No question, fish tacos constitute a quick and convenient meal, customarily consisting of a few pieces of battered and fried fish tucked inside a corn tortilla. The dressings generally include shredded cabbage and a mayonnaise-based sauce. Assorted optional additions are wedges of lime, slices of cucumber, pico de gallo and a wide range of hot sauces.

"There may be no experience on Earth that quite matches the pleasure of an afternoon spent wandering around the Ensenada fish market, sluicing fish tacos down with oceans of slush-cold Tecate beer and watching locals haggle over yellowtail tuna and horse mackerel," wrote Pulitzer Prize-winning restaurant critic Jonathan Gold.

I now suspect, however, that Gold was smitten more with the scene, the sunshine and the cerveza than the fish tacos.

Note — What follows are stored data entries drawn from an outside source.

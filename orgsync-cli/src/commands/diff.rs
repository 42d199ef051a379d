//! `orgsync diff` — show what `sync` would change in the output file.

use anyhow::{Context, Result};
use clap::Args;
use colored::Colorize;

use orgsync_sync::diff_output;

use super::JobArgs;

/// Arguments for `orgsync diff`.
#[derive(Args, Debug)]
pub struct DiffArgs {
    #[command(flatten)]
    pub job: JobArgs,
}

impl DiffArgs {
    pub fn run(self) -> Result<()> {
        let (source, options) = self.job.resolve(true)?;
        let result = diff_output(&source, &options)
            .with_context(|| format!("diff failed for '{}'", options.output.display()))?;

        let Some(unified) = result.unified_diff else {
            println!("No differences for {}.", result.path.display());
            return Ok(());
        };

        for line in unified.lines() {
            println!("{}", colorize(line));
        }
        Ok(())
    }
}

fn colorize(line: &str) -> String {
    if line.starts_with("+++") || line.starts_with("---") {
        line.bold().to_string()
    } else if line.starts_with('+') {
        line.green().to_string()
    } else if line.starts_with('-') {
        line.red().to_string()
    } else if line.starts_with("@@") {
        line.cyan().to_string()
    } else {
        line.to_string()
    }
}
//! Error types for orgsync-core.

use thiserror::Error;

/// All errors that can arise from core operations.
#[derive(Debug, Error, PartialEq, Eq)]
pub enum CoreError {
    /// A shape name that is not one of `records`, `assignments`, `signups`, `sites`.
    #[error("unknown shape '{name}'; expected: records, assignments, signups, sites")]
    UnknownShape { name: String },
}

By the time I got to Los Cabos, I not only had my fill of fish tacos, I was convinced they're the most boring item of the Mexican diet.

Just when, where and by whom the fish taco was hatched is a matter of debate in culinary circles, but I wouldn't be surprised if the inventor was an enterprising street vendor responding to touring gringos who prefer their food readily identifiable, convenient, pale, bland, fried and cheap, requisites met quite neatly by the standard fish taco.

Sure, over the ensuing months, we again ate fish tacos, especially at two landmark Baja taquerias celebrated for their fish, shrimp and scallop tacos: Taqueria Rossy and Cabo Mama Surf Tacos. Both were within walking distance of our casa in San Jose del Cabo.

But our diet branched out as we explored other aspects of Mexican cuisine, both ancient and modern.

"Don't eat the street food," warned an ex-pat American schoolteacher I ran into on a morning walk soon after we arrived. It was advice not difficult to heed when it came to neon-colored clouds of cotton candy, but easy to forget when the choice was succulent and spicy tacos al pastor – slices of marinated pork stacked on a spit, fired by a gas-fueled flame and quickly cut into thin strips that fly deftly into a palmed tortilla, often topped with a chunk of pineapple flicked from atop the cone of meat.

Mexican cuisine as frequently interpreted in California is pedestrian and heavy – tacos of oily ground beef, tamales with more masa than filling, burritos big enough to double as pontoons on a fishing boat. Granted, some California chefs appreciate that cooking in Mexico is largely regional, and frequently fresher, lighter and more varied than versions we see routinely in the United States.

But after three months in San Jose del Cabo, I wouldn't try to codify a "Baja cuisine." As Mexican regions go, Baja California Sur is too young, modern, diverse and dynamic for any one cluster of dishes to represent the state, or for even a defined style of cooking to have evolved.

Yet I sensed four currents of Mexican cooking coursing through Baja California Sur:

• Simply prepared seafood inspired by proximity to the Sea of Cortez, with its varied bounty of fish and its expansive white beaches, where local families have camped on weekends and holidays for generations. On the beach, the catch may be grilled quickly, then tossed onto a tortilla with a homemade salsa and a dash or two of hot sauce. In one of the region's artfully ambitious restaurants, the seafood is apt to be prepared and presented with more precision, such as parrotfish steamed in banana leaves, topped with a pesto of cilantro and cashews, and accompanied with a ratatouille of prickly pear.